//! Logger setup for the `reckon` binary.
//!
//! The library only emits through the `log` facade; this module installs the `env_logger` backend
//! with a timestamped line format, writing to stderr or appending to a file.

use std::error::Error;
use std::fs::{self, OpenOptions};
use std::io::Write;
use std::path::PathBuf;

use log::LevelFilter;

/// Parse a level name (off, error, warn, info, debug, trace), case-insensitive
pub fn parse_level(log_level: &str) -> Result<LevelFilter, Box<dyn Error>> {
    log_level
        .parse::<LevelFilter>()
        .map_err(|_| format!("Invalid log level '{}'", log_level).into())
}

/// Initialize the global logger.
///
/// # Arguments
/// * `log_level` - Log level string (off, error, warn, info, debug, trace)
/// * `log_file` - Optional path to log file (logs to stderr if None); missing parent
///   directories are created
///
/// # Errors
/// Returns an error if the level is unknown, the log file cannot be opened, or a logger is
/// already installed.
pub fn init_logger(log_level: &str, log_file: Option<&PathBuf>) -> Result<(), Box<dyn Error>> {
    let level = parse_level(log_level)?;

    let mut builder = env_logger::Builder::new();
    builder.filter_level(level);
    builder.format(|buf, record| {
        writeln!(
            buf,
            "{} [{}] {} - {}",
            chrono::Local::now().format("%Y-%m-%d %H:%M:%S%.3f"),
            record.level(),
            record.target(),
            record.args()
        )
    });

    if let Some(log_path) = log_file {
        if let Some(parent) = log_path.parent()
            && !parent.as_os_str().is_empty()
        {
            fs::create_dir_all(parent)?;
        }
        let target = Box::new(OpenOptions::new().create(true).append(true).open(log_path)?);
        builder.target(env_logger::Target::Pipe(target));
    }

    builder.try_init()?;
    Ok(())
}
▬▬▬
Task brief »
Write out each entry above exactly as it is written.

Solution below »
//! Logger setup for the `reckon` binary.
//!
//! The library only emits through the `log` facade; this module installs the `env_logger` backend
//! with a timestamped line format, writing to stderr or appending to a file.

use std::error::Error;
use std::fs::{self, OpenOptions};
use std::io::Write;
use std::path::PathBuf;

use log::LevelFilter;

/// Parse a level name (off, error, warn, info, debug, trace), case-insensitive
pub fn parse_level(log_level: &str) -> Result<LevelFilter, Box<dyn Error>> {
    log_level
        .parse::<LevelFilter>()
        .map_err(|_| format!("Invalid log level '{}'", log_level).into())
}

/// Initialize the global logger.
///
/// # Arguments
/// * `log_level` - Log level string (off, error, warn, info, debug, trace)
/// * `log_file` - Optional path to log file (logs to stderr if None); missing parent
///   directories are created
///
/// # Errors
/// Returns an error if the level is unknown, the log file cannot be opened, or a logger is
/// already installed.
pub fn init_logger(log_level: &str, log_file: Option<&PathBuf>) -> Result<(), Box<dyn Error>> {
    let level = parse_level(log_level)?;

    let mut builder = env_logger::Builder::new();
    builder.filter_level(level);
    builder.format(|buf, record| {
        writeln!(
            buf,
            "{} [{}] {} - {}",
            chrono::Local::now().format("%Y-%m-%d %H:%M:%S%.3f"),
            record.level(),
            record.target(),
            record.args()
        )
    });

    if let Some(log_path) = log_file {
        if let Some(parent) = log_path.parent()
            && !parent.as_os_str().is_empty()
        {
            fs::create_dir_all(parent)?;
        }
        let target = Box::new(OpenOptions::new().create(true).append(true).open(log_path)?);
        builder.target(env_logger::Target::Pipe(target));
    }

    builder.try_init()?;
    Ok(())
}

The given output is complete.